On March 9, 2015, Solar Impulse 2 lifted from the warm tarmac of Abu Dhabi, its 72-meter wingspan draped with 17,000 photovoltaic cells. The mission: to circle the globe without a drop of fuel. Behind the controls were two Swiss pioneers—Bertrand Piccard and André Borschberg—who had spent thirteen years proving that clean technologies could achieve the impossible. The aircraft was a flying laboratory: a carbon-fiber frame lighter than a family car, four electric motors, and lithium-polymer batteries that stored sunlight for night flight. The seventeen-stage journey spanned four continents, three seas, and two oceans. The decisive moment came in July 2015, when Borschberg took off from Nagoya, Japan, and spent 117 hours and 52 minutes—nearly five days and nights—aloft over the Pacific to Hawaii, setting the absolute world record for longest uninterrupted solo flight. Battery damage on that leg forced a ten-month layover for repairs, but the team returned in 2016. On July 26, 2016, Piccard landed back at Abu Dhabi after 42,000 kilometers and 555 flight hours.
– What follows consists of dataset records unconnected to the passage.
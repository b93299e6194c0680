//! Ephemeral, process-local storage for conversion results.
//!
//! - [`ResultStore`]: batch id → ordered converted artifacts, bounded by count and age
//! - [`SessionBindings`]: session token → the caller's most recent batch id
//!
//! Nothing here outlives the process.

mod results;
mod sessions;

pub use results::{start_sweep_task, Artifact, ResultStore};
pub use sessions::{start_cleanup_task, SessionBindings};
//! Bulk conversion of an uploaded file set.
//!
//! Items are converted one by one in upload order. A failing item produces
//! a failure record and never affects its siblings; only a request with no
//! usable files at all is rejected up front.

use bytes::Bytes;
use imageforged_common::paths::is_allowed_upload;
use imageforged_common::{ArtifactId, BatchId, Error, Result};
use serde::Serialize;
use utoipa::ToSchema;

use super::converter::{ConversionOutcome, Converter};
use super::format::OutputFormat;
use crate::store::{Artifact, ResultStore};

pub const DISALLOWED_TYPE_MESSAGE: &str =
    "Invalid file type. Only AVIF, PNG, JPG, JPEG, and WebP are allowed.";

/// One uploaded file as received from the client.
#[derive(Debug, Clone)]
pub struct UploadedFile {
    pub filename: String,
    /// Content type declared by the client, not sniffed.
    pub content_type: String,
    pub data: Bytes,
}

impl UploadedFile {
    pub fn new(
        filename: impl Into<String>,
        content_type: impl Into<String>,
        data: impl Into<Bytes>,
    ) -> Self {
        Self {
            filename: filename.into(),
            content_type: content_type.into(),
            data: data.into(),
        }
    }
}

/// Per-item entry in a batch response.
#[derive(Debug, Clone, PartialEq, Eq, Serialize, ToSchema)]
#[serde(rename_all = "camelCase")]
pub struct ItemResult {
    pub success: bool,
    pub original_filename: String,
    #[serde(skip_serializing_if = "Option::is_none")]
    pub converted_filename: Option<String>,
    /// Base64 JPEG thumbnail.
    #[serde(skip_serializing_if = "Option::is_none")]
    pub preview: Option<String>,
    #[serde(skip_serializing_if = "Option::is_none")]
    #[schema(value_type = Option<String>, format = Uuid)]
    pub artifact_id: Option<ArtifactId>,
    #[serde(skip_serializing_if = "Option::is_none")]
    pub error: Option<String>,
}

impl ItemResult {
    fn converted(
        original_filename: String,
        converted_filename: String,
        preview: String,
        artifact_id: ArtifactId,
    ) -> Self {
        Self {
            success: true,
            original_filename,
            converted_filename: Some(converted_filename),
            preview: Some(preview),
            artifact_id: Some(artifact_id),
            error: None,
        }
    }

    fn failed(original_filename: String, error: impl Into<String>) -> Self {
        Self {
            success: false,
            original_filename,
            converted_filename: None,
            preview: None,
            artifact_id: None,
            error: Some(error.into()),
        }
    }
}

/// Outcome of a whole bulk-conversion request.
#[derive(Debug, Clone, Serialize, ToSchema)]
#[serde(rename_all = "camelCase")]
pub struct BatchSummary {
    #[schema(value_type = String, format = Uuid)]
    pub batch_id: BatchId,
    pub total_files: usize,
    pub successful_conversions: usize,
    pub results: Vec<ItemResult>,
}

/// Convert every usable item in `items` into a brand-new batch in `store`.
///
/// Items with an empty filename are ignored. Returns `InvalidInput` when no
/// item remains.
pub fn convert_batch(
    store: &ResultStore,
    converter: &Converter,
    items: Vec<UploadedFile>,
    format: OutputFormat,
) -> Result<BatchSummary> {
    let items: Vec<UploadedFile> = items
        .into_iter()
        .filter(|item| !item.filename.is_empty())
        .collect();

    if items.is_empty() {
        return Err(Error::invalid_input("No files uploaded"));
    }

    let batch_id = store.create_batch();
    tracing::info!(
        batch_id = %batch_id,
        files = items.len(),
        format = %format,
        "Starting batch conversion"
    );

    let mut results = Vec::with_capacity(items.len());
    for item in items {
        results.push(convert_item(store, converter, batch_id, item, format));
    }

    let successful_conversions = results.iter().filter(|r| r.success).count();
    tracing::info!(
        batch_id = %batch_id,
        total = results.len(),
        succeeded = successful_conversions,
        failed = results.len() - successful_conversions,
        "Batch conversion finished"
    );

    Ok(BatchSummary {
        batch_id,
        total_files: results.len(),
        successful_conversions,
        results,
    })
}

fn convert_item(
    store: &ResultStore,
    converter: &Converter,
    batch_id: BatchId,
    item: UploadedFile,
    format: OutputFormat,
) -> ItemResult {
    if !is_allowed_upload(&item.filename, &item.content_type) {
        tracing::debug!(
            filename = %item.filename,
            content_type = %item.content_type,
            "Rejected upload outside the allow-list"
        );
        return ItemResult::failed(item.filename, DISALLOWED_TYPE_MESSAGE);
    }

    match converter.convert(&item.data, format, &item.filename) {
        ConversionOutcome::Success(converted) => {
            let artifact_id = ArtifactId::new();
            let artifact = Artifact {
                id: artifact_id,
                filename: converted.filename.clone(),
                data: converted.data,
                mime_type: converted.mime_type.to_string(),
            };

            match store.append(batch_id, artifact) {
                Ok(()) => ItemResult::converted(
                    item.filename,
                    converted.filename,
                    converted.preview,
                    artifact_id,
                ),
                Err(e) => {
                    tracing::warn!(batch_id = %batch_id, "Failed to store artifact: {e}");
                    ItemResult::failed(item.filename, e.to_string())
                }
            }
        }
        ConversionOutcome::Failure {
            original_filename,
            error,
        } => ItemResult::failed(original_filename, error),
    }
}
//! Session → batch bindings.
//!
//! Each caller carries an opaque session token (see the server's session
//! cookie). The binding points at the batch produced by that caller's most
//! recent conversion; it is a lookup key only and never keeps a batch alive.

use chrono::{DateTime, Utc};
use dashmap::DashMap;
use imageforged_common::{BatchId, SessionId};
use std::sync::Arc;
use std::time::Duration;

/// The batch a session currently points at.
#[derive(Debug, Clone, Copy, PartialEq, Eq)]
struct SessionBinding {
    batch_id: BatchId,
    /// When the binding was last overwritten by a conversion.
    bound_at: DateTime<Utc>,
}

/// Thread-safe map of session tokens to their current batch.
#[derive(Clone)]
pub struct SessionBindings {
    bindings: Arc<DashMap<SessionId, SessionBinding>>,
    /// Duration after which an untouched binding is forgotten.
    expiry_duration: Duration,
}

impl SessionBindings {
    /// Create an empty binding table.
    ///
    /// # Arguments
    /// * `expiry_secs` - Seconds after the last conversion before a binding expires.
    pub fn new(expiry_secs: u64) -> Self {
        Self {
            bindings: Arc::new(DashMap::new()),
            expiry_duration: Duration::from_secs(expiry_secs),
        }
    }

    /// Point `session_id` at `batch_id`, replacing any previous binding.
    ///
    /// # Returns
    /// The batch the session pointed at before, if any.
    pub fn bind(&self, session_id: SessionId, batch_id: BatchId) -> Option<BatchId> {
        let previous = self.bindings.insert(
            session_id,
            SessionBinding {
                batch_id,
                bound_at: Utc::now(),
            },
        );

        tracing::debug!(
            session_id = %session_id,
            batch_id = %batch_id,
            replaced = previous.is_some(),
            "Bound session to batch"
        );

        previous.map(|b| b.batch_id)
    }

    /// The batch currently bound to `session_id`.
    pub fn current(&self, session_id: SessionId) -> Option<BatchId> {
        self.bindings.get(&session_id).map(|entry| entry.batch_id)
    }

    /// Remove bindings older than the expiry duration.
    ///
    /// # Returns
    /// The number of bindings that were removed.
    pub fn cleanup_expired(&self) -> usize {
        let now = Utc::now();
        let expiry = chrono::Duration::from_std(self.expiry_duration)
            .unwrap_or_else(|_| chrono::Duration::hours(24));

        let mut removed_count = 0;
        self.bindings.retain(|session_id, binding| {
            let elapsed = now - binding.bound_at;
            if elapsed > expiry {
                tracing::debug!(
                    session_id = %session_id,
                    inactive_secs = elapsed.num_seconds(),
                    "Expired session binding removed"
                );
                removed_count += 1;
                false
            } else {
                true
            }
        });

        if removed_count > 0 {
            tracing::debug!(removed = removed_count, "Cleaned up expired session bindings");
        }

        removed_count
    }

    /// Get the number of live bindings.
    pub fn len(&self) -> usize {
        self.bindings.len()
    }

    /// Check if there are any live bindings.
    pub fn is_empty(&self) -> bool {
        self.bindings.is_empty()
    }
}

impl Default for SessionBindings {
    fn default() -> Self {
        // Default: 24 hour expiry
        Self::new(24 * 3600)
    }
}

/// Start a background task that periodically drops expired bindings.
///
/// # Arguments
/// * `bindings` - The binding table to clean up.
/// * `interval_secs` - How often to run cleanup.
pub fn start_cleanup_task(
    bindings: SessionBindings,
    interval_secs: u64,
) -> tokio::task::JoinHandle<()> {
    tokio::spawn(async move {
        let mut interval = tokio::time::interval(Duration::from_secs(interval_secs.max(1)));
        interval.set_missed_tick_behavior(tokio::time::MissedTickBehavior::Skip);

        loop {
            interval.tick().await;
            bindings.cleanup_expired();
        }
    })
}
//! Shared helpers for router-level integration tests.
//!
//! Builds an isolated [`AppContext`] per test and hand-assembles
//! `multipart/form-data` bodies so requests can be driven through
//! `tower::ServiceExt::oneshot`.

#![allow(dead_code)]

use std::io::Cursor;

use axum::{
    body::Body,
    http::{header, Request, Response},
    Router,
};
use http_body_util::BodyExt;
use image::{DynamicImage, ImageFormat, Rgba, RgbaImage};
use imageforged::config::Config;
use imageforged::server::{create_router, AppContext};

pub const BOUNDARY: &str = "imageforged-test-boundary";

/// Fresh context with default configuration.
pub fn test_context() -> AppContext {
    AppContext::new(Config::default())
}

pub fn test_router(ctx: &AppContext) -> Router {
    create_router(ctx.clone(), None)
}

/// Encode a small solid-colour image in `format`.
pub fn image_bytes(width: u32, height: u32, format: ImageFormat) -> Vec<u8> {
    let img = RgbaImage::from_pixel(width, height, Rgba([200, 40, 90, 255]));
    let img = if format == ImageFormat::Jpeg {
        DynamicImage::ImageRgb8(DynamicImage::ImageRgba8(img).to_rgb8())
    } else {
        DynamicImage::ImageRgba8(img)
    };
    let mut buf = Cursor::new(Vec::new());
    img.write_to(&mut buf, format).unwrap();
    buf.into_inner()
}

pub fn png_bytes(width: u32, height: u32) -> Vec<u8> {
    image_bytes(width, height, ImageFormat::Png)
}

/// One part of a multipart request body.
pub enum Part<'a> {
    File {
        field: &'a str,
        filename: &'a str,
        content_type: &'a str,
        data: Vec<u8>,
    },
    Text {
        field: &'a str,
        value: &'a str,
    },
}

/// Shorthand for a `files` part.
pub fn file<'a>(filename: &'a str, content_type: &'a str, data: Vec<u8>) -> Part<'a> {
    Part::File {
        field: "files",
        filename,
        content_type,
        data,
    }
}

pub fn format_field(value: &str) -> Part<'_> {
    Part::Text {
        field: "format",
        value,
    }
}

pub fn multipart_body(parts: &[Part<'_>]) -> Vec<u8> {
    let mut body = Vec::new();
    for part in parts {
        body.extend_from_slice(format!("--{BOUNDARY}\r\n").as_bytes());
        match part {
            Part::File {
                field,
                filename,
                content_type,
                data,
            } => {
                body.extend_from_slice(
                    format!(
                        "Content-Disposition: form-data; name=\"{field}\"; \
                         filename=\"{filename}\"\r\nContent-Type: {content_type}\r\n\r\n"
                    )
                    .as_bytes(),
                );
                body.extend_from_slice(data);
            }
            Part::Text { field, value } => {
                body.extend_from_slice(
                    format!("Content-Disposition: form-data; name=\"{field}\"\r\n\r\n{value}")
                        .as_bytes(),
                );
            }
        }
        body.extend_from_slice(b"\r\n");
    }
    body.extend_from_slice(format!("--{BOUNDARY}--\r\n").as_bytes());
    body
}

/// `POST /convert` request, optionally carrying a session cookie.
pub fn convert_request(parts: &[Part<'_>], cookie: Option<&str>) -> Request<Body> {
    let mut builder = Request::builder()
        .method("POST")
        .uri("/convert")
        .header(
            header::CONTENT_TYPE,
            format!("multipart/form-data; boundary={BOUNDARY}"),
        );
    if let Some(cookie) = cookie {
        builder = builder.header(header::COOKIE, cookie);
    }
    builder.body(Body::from(multipart_body(parts))).unwrap()
}

pub fn get_request(uri: &str, cookie: Option<&str>) -> Request<Body> {
    let mut builder = Request::builder().uri(uri);
    if let Some(cookie) = cookie {
        builder = builder.header(header::COOKIE, cookie);
    }
    builder.body(Body::empty()).unwrap()
}

/// `name=value` pair of the session cookie set by a response.
pub fn session_cookie(response: &Response<Body>) -> Option<String> {
    response
        .headers()
        .get_all(header::SET_COOKIE)
        .iter()
        .filter_map(|v| v.to_str().ok())
        .find(|v| v.starts_with("imageforged_session="))
        .and_then(|v| v.split(';').next())
        .map(str::to_string)
}

pub async fn body_to_bytes(body: Body) -> Vec<u8> {
    body.collect().await.unwrap().to_bytes().to_vec()
}

pub async fn body_to_json(body: Body) -> serde_json::Value {
    let bytes = body_to_bytes(body).await;
    serde_json::from_slice(&bytes).unwrap()
}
The journey had taken seventeen months and claimed nineteen FAI world records. What Solar Impulse proved was not merely that a solar airplane could fly, but that a renewable-energy future could take wing.
The operational principles demonstrated in this moment—On March 9, 2015, Solar Impulse 2 lifted from the warm tarmac of Abu Dhabi, its —still shape how pilots operate today.